Long-term complications (preventable)
Same as type 2 — from prolonged high glucose:
- retinopathy — eye screening annual
- nephropathy — urine albumin, ACE inhibitors if microalbuminuria
- neuropathy — foot checks
- cardiovascular disease
Tight control from early years reduces risk — without hypoglycaemia excess.
Living with type 1
- Diabetes UK — support, tech access campaigns
- sick day rules — never stop insulin — may need more
- alcohol — hypo risk
- exercise — adjust insulin/ carbs
- pregnancy — preconception planning — tight control essential
Research horizon
- immunotherapy trials to delay onset in at-risk relatives
- islet transplantation
- stem cell-derived beta cells
Not yet standard care — insulin remains lifesaving daily reality.
Child drinking constantly, wetting bed, losing weight — same-day GP — type 1 is urgent, treatable, manageable for life with specialist team support.
Common questions
- What is the difference between type 1 and type 2 diabetes?
- Type 1 — autoimmune, no insulin production, usually young onset, requires insulin immediately. Type 2 — insulin resistance and relative deficiency, linked to obesity and age, treated with lifestyle and tablets first — may later need insulin. They are different diseases despite shared name.

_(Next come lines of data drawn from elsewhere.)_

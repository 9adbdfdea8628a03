//! Reassembly of protocol lines from transport frames.
//!
//! A WebSocket text frame may carry several `\r\n`-terminated lines, and a
//! line may straddle two frames. [`LineBuffer`] keeps the unterminated tail of
//! one frame and completes it with the next.

/// Upper bound on an unterminated line. Longer tails are discarded.
pub const MAX_PENDING_BYTES: usize = 64 * 1024;

#[derive(Debug, Default)]
pub struct LineBuffer {
    pending: String,
}

impl LineBuffer {
    pub fn new() -> Self {
        Self::default()
    }

    /// Feed one frame and return every line it completes, without
    /// terminators and with empty lines dropped.
    pub fn push(&mut self, frame: &str) -> Vec<String> {
        self.pending.push_str(frame);

        let mut lines = Vec::new();
        let mut consumed = 0;
        while let Some(pos) = self.pending[consumed..].find('\n') {
            let end = consumed + pos;
            let line = self.pending[consumed..end].trim_end_matches('\r');
            if !line.is_empty() {
                lines.push(line.to_string());
            }
            consumed = end + 1;
        }
        self.pending.drain(..consumed);

        if self.pending.len() > MAX_PENDING_BYTES {
            tracing::warn!(
                bytes = self.pending.len(),
                "Discarding oversized unterminated line"
            );
            self.pending.clear();
        }
        lines
    }

    /// Bytes held back waiting for a terminator.
    pub fn pending_len(&self) -> usize {
        self.pending.len()
    }
}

- What causes type 1 diabetes?
- Autoimmune attack destroys pancreatic beta cells — exact trigger unknown; genetic susceptibility plus environmental triggers (viruses theorised). Not caused by eating sugar or obesity. Cannot be prevented currently.
- What are the symptoms of type 1 diabetes?
- Four Ts — thirsty (more than usual), toilet (urinating frequently), tired, thinner (weight loss despite eating). Also blurred vision, genital thrush, slow healing. Symptoms develop over weeks — DKA if untreated.
- What is diabetic ketoacidosis (DKA)?
- Medical emergency — insulin deficiency causes high blood sugar and ketone build-up — vomiting, abdominal pain, rapid deep breathing, fruity-smelling breath, confusion, dehydration. Phone 999 — needs IV insulin and fluids in hospital.
- Can type 1 diabetes be cured?
- No cure yet — lifelong insulin required. Islet cell transplantation and immunotherapy research ongoing. Artificial pancreas systems (closed loop) automate insulin delivery — improving quality of life on NHS for eligible patients.
- What is a hypo in type 1 diabetes?
- Hypoglycaemia — blood glucose below 4 mmol/L — shaky, sweaty, confused, irritable — treat immediately with 15g fast-acting glucose (Lucozade, glucose tablets), recheck in 15 minutes. Severe hypo — unconscious — glucagon injection or emergency services.